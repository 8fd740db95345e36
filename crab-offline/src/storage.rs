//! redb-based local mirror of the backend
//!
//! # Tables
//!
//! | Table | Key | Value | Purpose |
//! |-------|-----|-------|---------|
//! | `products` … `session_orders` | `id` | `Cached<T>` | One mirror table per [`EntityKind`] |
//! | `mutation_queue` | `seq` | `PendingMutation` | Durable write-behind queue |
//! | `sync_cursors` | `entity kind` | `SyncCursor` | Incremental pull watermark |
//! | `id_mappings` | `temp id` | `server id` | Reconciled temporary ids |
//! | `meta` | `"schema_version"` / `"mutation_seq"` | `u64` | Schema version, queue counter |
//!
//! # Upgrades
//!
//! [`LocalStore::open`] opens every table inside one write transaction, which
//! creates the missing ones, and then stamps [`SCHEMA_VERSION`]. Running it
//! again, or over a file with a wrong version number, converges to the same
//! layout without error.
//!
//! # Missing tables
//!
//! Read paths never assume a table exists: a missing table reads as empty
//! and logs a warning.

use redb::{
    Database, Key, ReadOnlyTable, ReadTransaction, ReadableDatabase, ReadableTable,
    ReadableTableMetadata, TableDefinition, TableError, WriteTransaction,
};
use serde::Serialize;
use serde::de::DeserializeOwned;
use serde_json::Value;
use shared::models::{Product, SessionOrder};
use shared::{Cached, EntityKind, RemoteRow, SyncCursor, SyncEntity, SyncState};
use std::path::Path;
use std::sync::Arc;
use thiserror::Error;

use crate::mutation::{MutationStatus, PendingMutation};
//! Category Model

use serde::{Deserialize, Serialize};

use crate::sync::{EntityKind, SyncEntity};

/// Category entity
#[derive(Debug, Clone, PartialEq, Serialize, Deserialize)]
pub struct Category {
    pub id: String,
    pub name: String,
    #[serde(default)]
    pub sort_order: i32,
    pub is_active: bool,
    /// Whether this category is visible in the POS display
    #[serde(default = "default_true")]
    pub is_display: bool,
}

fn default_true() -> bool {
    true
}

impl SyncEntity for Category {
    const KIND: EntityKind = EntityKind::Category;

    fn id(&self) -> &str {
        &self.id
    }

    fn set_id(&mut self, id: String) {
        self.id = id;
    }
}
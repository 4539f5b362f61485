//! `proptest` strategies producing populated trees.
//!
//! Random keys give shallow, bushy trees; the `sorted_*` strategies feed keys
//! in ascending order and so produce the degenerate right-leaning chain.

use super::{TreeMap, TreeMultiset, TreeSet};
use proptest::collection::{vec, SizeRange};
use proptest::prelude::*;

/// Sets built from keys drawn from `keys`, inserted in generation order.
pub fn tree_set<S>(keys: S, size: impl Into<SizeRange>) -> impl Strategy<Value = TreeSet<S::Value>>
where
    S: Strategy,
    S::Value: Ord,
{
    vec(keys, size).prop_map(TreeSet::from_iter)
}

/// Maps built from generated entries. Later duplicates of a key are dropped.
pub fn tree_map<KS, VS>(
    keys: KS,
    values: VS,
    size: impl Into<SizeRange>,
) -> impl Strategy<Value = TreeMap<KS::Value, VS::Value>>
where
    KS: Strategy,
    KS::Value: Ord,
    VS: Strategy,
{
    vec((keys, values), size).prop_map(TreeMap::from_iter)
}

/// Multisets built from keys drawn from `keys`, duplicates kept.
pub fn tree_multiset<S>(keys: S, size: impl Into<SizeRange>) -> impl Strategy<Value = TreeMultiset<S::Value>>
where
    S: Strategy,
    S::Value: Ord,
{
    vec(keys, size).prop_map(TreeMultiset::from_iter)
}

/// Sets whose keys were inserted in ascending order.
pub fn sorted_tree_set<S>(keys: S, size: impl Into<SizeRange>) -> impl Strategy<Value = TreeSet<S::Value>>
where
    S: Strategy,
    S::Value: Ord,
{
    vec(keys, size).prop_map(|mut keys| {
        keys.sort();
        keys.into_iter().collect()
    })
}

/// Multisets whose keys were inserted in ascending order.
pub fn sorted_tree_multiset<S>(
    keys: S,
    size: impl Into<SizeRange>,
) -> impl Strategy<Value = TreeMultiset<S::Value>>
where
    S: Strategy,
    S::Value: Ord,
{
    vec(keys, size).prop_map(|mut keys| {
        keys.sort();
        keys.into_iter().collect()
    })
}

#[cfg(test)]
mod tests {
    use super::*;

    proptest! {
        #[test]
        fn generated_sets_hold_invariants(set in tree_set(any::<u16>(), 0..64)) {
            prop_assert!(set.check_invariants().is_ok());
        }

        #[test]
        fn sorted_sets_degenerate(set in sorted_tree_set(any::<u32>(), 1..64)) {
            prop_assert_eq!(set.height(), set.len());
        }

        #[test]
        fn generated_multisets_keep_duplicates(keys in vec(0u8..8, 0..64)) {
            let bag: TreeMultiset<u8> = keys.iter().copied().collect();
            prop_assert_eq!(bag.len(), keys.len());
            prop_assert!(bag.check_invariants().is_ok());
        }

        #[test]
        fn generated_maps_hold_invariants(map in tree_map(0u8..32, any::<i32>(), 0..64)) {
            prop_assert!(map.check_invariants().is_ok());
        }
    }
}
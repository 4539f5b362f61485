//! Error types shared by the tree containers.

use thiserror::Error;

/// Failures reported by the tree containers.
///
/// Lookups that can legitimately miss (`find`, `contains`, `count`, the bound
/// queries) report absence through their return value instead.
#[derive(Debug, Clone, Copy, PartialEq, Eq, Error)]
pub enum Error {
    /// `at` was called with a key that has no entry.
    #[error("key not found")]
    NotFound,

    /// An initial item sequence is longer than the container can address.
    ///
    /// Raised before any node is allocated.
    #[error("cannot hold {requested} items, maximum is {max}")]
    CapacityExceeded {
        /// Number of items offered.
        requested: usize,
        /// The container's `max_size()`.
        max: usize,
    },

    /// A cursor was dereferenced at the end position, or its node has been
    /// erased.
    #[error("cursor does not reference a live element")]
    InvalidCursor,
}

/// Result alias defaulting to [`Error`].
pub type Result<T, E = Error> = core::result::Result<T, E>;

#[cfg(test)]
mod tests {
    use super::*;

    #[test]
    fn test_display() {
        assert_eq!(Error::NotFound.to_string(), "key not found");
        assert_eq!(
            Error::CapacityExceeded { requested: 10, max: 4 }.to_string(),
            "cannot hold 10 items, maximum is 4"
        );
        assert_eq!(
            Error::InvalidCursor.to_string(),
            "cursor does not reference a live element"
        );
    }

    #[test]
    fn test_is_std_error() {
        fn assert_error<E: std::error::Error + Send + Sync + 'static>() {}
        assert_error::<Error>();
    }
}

• • • • •

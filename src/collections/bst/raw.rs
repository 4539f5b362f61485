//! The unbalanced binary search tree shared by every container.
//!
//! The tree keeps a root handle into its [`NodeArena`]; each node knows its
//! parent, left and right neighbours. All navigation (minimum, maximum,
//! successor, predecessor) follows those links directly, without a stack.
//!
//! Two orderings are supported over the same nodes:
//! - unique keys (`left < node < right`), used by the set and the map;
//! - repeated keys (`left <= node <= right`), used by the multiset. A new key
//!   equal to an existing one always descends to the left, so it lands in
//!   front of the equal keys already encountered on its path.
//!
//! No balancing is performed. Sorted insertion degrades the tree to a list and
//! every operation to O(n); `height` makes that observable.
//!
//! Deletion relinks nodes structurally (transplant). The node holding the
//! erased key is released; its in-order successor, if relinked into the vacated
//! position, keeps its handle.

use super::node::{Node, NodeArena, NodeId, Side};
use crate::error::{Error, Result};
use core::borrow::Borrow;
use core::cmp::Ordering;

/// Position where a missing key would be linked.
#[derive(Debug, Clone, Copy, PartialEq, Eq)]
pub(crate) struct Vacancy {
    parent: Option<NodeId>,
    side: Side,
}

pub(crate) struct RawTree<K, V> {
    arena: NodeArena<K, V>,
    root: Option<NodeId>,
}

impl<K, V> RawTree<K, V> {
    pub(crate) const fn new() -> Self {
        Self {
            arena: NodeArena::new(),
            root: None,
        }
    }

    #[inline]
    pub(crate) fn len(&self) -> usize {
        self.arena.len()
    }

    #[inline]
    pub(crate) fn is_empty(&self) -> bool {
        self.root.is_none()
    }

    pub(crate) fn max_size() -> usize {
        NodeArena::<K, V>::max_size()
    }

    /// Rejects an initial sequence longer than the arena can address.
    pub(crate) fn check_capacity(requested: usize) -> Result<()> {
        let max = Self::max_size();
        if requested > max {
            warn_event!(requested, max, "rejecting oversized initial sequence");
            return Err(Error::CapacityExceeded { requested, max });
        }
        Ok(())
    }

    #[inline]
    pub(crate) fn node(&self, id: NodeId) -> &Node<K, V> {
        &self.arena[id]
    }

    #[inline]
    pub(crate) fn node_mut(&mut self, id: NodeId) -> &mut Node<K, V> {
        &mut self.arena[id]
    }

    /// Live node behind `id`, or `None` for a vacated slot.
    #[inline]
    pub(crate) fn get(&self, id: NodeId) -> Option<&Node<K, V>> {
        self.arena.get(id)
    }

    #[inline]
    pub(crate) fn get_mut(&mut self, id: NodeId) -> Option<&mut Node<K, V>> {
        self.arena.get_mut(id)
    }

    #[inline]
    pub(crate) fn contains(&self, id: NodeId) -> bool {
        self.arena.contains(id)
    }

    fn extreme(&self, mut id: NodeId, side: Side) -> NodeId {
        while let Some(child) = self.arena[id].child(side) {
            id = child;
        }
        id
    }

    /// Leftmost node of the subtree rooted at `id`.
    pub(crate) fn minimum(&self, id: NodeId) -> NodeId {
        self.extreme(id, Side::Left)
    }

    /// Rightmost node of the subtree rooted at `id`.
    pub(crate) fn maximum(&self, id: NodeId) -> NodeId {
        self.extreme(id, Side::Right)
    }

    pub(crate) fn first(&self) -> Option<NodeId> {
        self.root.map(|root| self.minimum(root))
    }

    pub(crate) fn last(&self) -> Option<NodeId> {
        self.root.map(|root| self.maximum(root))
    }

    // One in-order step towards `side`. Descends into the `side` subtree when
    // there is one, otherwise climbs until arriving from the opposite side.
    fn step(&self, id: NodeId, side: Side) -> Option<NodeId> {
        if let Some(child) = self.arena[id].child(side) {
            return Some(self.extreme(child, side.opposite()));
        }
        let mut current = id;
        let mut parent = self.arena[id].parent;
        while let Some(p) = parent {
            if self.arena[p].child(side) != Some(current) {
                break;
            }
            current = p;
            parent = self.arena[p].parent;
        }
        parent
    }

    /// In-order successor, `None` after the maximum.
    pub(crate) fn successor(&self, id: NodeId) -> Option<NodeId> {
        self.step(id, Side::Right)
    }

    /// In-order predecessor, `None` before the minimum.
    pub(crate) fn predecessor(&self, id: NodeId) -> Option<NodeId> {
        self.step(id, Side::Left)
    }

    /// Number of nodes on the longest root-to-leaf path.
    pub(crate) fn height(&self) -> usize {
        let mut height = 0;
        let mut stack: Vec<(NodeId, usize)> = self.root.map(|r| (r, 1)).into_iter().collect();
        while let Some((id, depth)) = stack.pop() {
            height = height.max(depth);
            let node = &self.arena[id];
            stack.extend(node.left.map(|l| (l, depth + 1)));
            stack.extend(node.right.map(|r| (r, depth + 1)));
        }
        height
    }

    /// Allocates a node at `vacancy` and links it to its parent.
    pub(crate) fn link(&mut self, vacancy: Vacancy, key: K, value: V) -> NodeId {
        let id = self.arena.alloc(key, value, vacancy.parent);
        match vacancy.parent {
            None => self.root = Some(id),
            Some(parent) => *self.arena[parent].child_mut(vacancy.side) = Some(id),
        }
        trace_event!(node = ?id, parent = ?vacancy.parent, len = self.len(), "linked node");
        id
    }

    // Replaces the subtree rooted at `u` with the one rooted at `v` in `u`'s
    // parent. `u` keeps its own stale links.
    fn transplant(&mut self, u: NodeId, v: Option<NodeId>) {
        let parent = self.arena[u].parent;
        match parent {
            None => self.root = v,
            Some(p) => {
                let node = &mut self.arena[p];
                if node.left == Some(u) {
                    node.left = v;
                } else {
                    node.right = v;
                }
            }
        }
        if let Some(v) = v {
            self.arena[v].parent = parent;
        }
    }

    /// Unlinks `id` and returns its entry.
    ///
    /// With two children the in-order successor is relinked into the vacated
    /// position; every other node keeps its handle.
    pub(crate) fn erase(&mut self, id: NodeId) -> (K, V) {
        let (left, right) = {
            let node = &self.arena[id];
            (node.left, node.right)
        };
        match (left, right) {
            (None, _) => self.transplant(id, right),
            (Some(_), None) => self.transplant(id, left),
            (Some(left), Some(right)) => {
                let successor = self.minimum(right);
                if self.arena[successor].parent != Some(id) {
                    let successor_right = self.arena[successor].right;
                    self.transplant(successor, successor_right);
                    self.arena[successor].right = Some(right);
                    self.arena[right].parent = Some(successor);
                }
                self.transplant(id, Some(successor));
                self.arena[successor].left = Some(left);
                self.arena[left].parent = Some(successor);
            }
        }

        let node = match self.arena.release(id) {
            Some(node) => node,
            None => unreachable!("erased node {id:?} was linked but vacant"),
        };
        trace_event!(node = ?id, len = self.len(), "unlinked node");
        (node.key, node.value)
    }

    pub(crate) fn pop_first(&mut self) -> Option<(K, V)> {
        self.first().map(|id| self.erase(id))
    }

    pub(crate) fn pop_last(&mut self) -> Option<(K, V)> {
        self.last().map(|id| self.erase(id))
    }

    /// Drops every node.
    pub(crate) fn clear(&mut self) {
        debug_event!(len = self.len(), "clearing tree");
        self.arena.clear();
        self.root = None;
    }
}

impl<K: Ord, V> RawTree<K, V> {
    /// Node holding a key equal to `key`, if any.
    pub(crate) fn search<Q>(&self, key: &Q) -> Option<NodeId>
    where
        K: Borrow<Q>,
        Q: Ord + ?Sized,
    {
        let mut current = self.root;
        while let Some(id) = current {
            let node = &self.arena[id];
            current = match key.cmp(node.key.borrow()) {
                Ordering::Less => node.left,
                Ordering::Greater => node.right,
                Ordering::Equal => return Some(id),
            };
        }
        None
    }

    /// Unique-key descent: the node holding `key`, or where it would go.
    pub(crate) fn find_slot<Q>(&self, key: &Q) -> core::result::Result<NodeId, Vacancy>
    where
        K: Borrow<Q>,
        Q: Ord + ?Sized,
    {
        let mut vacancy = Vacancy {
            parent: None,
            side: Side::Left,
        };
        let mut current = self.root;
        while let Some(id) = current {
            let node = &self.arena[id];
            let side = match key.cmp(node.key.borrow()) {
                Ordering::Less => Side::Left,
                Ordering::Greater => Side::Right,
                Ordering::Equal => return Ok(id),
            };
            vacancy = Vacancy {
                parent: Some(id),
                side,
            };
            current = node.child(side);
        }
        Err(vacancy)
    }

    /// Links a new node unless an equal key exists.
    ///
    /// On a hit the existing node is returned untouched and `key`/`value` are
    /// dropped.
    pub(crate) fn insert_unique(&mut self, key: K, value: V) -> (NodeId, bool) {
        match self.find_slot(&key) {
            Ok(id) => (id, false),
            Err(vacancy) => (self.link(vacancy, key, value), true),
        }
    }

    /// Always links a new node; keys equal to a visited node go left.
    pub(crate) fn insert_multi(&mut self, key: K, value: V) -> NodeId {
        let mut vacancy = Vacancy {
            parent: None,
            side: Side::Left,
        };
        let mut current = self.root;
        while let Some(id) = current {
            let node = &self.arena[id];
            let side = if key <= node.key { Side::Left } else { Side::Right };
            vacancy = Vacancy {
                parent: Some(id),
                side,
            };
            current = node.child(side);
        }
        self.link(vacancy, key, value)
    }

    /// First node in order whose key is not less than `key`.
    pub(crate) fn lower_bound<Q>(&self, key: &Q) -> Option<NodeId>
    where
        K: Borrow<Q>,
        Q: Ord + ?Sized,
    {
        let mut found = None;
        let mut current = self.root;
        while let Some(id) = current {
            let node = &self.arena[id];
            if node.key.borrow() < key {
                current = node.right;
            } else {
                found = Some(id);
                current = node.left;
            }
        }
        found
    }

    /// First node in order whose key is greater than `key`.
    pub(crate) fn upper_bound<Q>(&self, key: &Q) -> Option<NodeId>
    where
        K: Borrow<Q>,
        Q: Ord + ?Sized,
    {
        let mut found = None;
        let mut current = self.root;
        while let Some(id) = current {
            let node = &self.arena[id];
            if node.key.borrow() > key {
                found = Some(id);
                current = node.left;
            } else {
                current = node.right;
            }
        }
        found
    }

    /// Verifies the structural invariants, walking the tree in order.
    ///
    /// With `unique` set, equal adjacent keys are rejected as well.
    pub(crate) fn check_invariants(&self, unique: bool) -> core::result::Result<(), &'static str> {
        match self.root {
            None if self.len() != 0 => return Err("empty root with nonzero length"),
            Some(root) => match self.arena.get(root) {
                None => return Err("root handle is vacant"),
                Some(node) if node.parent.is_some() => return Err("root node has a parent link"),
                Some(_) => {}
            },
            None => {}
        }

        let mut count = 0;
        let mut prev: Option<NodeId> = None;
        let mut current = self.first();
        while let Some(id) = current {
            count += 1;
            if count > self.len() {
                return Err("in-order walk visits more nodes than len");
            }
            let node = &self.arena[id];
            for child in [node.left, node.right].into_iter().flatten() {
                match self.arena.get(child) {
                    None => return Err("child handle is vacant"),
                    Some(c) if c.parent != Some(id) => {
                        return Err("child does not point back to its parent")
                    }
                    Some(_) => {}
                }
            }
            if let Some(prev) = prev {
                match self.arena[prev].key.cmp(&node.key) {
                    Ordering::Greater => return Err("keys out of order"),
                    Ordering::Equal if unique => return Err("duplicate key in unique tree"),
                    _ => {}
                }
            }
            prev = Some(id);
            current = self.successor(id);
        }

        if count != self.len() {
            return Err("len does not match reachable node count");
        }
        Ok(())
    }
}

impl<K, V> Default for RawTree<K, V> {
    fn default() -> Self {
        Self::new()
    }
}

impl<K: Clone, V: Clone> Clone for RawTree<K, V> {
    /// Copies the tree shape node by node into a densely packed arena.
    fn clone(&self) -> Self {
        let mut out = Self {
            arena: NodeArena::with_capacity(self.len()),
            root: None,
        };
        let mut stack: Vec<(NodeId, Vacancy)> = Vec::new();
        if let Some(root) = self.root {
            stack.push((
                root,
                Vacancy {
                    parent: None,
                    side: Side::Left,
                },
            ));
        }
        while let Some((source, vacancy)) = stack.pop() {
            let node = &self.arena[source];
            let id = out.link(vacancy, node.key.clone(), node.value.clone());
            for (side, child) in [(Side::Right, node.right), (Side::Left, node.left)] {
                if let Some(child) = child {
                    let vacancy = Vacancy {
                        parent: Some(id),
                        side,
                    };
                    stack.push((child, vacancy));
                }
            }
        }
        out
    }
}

• • • • •

Copy out each line of the material that holds the word "sequence".

▶ Output of the exercise:
    /// An initial item sequence is longer than the container can address.
    /// Rejects an initial sequence longer than the arena can address.
            warn_event!(requested, max, "rejecting oversized initial sequence");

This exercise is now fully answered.